がくしだったりマイクロだったりすぎもとだったりするひとのメモとか。

ここと、ここではないどこかの物語

先月ですが、文学フリマに参加しまして、いつものように「超短編マッチ箱」ブースを出店しておりました。 今回は新刊がありませんでして、かわりに、無料配布のフリーペーパーに、僕が選評した作品と、その作品評を乗せてもらっています。

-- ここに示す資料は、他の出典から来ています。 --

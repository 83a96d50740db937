use serde::{Deserialize, Serialize};
use utoipa::ToSchema;

/// Envelope for every JSON response, success or error
#[derive(Debug, Serialize, Deserialize, ToSchema)]
pub struct ApiResponse<T> {
    pub success: bool,
    pub data: Option<T>,
    pub message: Option<String>,
    pub meta: Option<Meta>,
    pub errors: Option<Vec<String>>,
}

#[derive(Debug, Serialize, Deserialize, ToSchema)]
pub struct Meta {
    pub total: i64,
}

impl<T> ApiResponse<T> {
    pub fn success(data: Option<T>, message: Option<String>, meta: Option<Meta>) -> Self {
        Self {
            success: true,
            data,
            message,
            meta,
            errors: None,
        }
    }

    pub fn error(message: Option<String>, errors: Option<Vec<String>>) -> ApiResponse<()> {
        ApiResponse {
            success: false,
            data: None,
            message,
            meta: None,
            errors,
        }
    }
}

impl<T> ApiResponse<Vec<T>> {
    /// Whole collection with its size in `meta.total`
    pub fn list(items: Vec<T>) -> Self {
        let total = items.len() as i64;
        Self::success(Some(items), None, Some(Meta { total }))
    }
}
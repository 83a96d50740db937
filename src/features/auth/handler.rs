use crate::core::error::Result;
use crate::features::auth::dto::MeResponseDto;
use crate::features::auth::model::AuthenticatedUser;
use crate::shared::types::ApiResponse;
use axum::Json;

#[utoipa::path(
    get,
    path = "/api/auth/me",
    responses(
        (status = 200, description = "Current user retrieved successfully", body = ApiResponse<MeResponseDto>),
        (status = 401, description = "Unauthorized")
    ),
    tag = "auth",
    security(
        ("bearer_auth" = [])
    )
)]
pub async fn get_me(user: AuthenticatedUser) -> Result<Json<ApiResponse<MeResponseDto>>> {
    Ok(Json(ApiResponse::success(Some(user.into()), None, None)))
}

#[cfg(test)]
mod tests {
    use super::*;
    use crate::features::auth::permissions::{Action, Role};
    use crate::shared::test_helpers::{test_user, with_user};
    use axum::{routing::get, Router};
    use axum_test::TestServer;

    #[tokio::test]
    async fn test_get_me_lists_allowed_actions() {
        let app = Router::new().route("/api/auth/me", get(get_me));
        let server = TestServer::new(with_user(app, test_user(vec![Role::User]))).unwrap();

        let response = server.get("/api/auth/me").await;
        response.assert_status_ok();

        let body: ApiResponse<MeResponseDto> = response.json();
        let me = body.data.unwrap();
        assert_eq!(me.roles, vec![Role::User]);
        assert!(me.allowed_actions.contains(&Action::UpdateReports));
        assert!(!me.allowed_actions.contains(&Action::ManageUsers));
    }
}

作品評自体はこちらで全部よめます(本文が読めないのでなんのこっちゃという感じですが)

inkfish.txt-nifty.com

これ、Twitterでも漏らしていたんですが、もちろん全作品評を付ける気は最初はなくて、上位作品のみを選出してコメントを付けるつもりでいたんですが、まず、上位作品を選ぶことが非常に難しい。どの作品も良かったからです。もともと僕がテーマを出したので、テーマが好みというのはこれはもう仕方ないですし、常連さんは皆さんもうだいぶうまいのでどんなテーマでも平均点以上のものが帰ってきます、それでも、公募ですし、常連さんだからと言っていつも調子がいいわけでもないでしょう、たいていは「ちょっとこれは」というものが入り込むものですが、そういう作品が今回は一つもなかった。

なので、これはもう全部作品に選評を付けるしかないと考えて、書き進めていきました。

作品評というのはぼくにとっては作品を書くのとあまり実は変わらないところがあって、作品を見ながらその作品をどう解釈したかというのを物語的に紡いでいきます。作品そのものとセッションを演じているようなところがあるんですよね。だから、ときどき、選評の癖に妙に抽象的な方向にはみ出したりします。もちろん作品の中で何が面白かったのか、というのはある程度ロジックから導かれる部分でもあるのでそれを使いますが、そのロジックですら、選評という作品のパーツの一つに過ぎなかったりするんですよね。

ということもあって、今回の文学フリマはぼくのほうももう新しい作品を生み出す時間的余裕もなく、新刊がなくなるということになったのです。

選評と作品はセットで電子書籍になるそうなので、楽しみにお待ちください。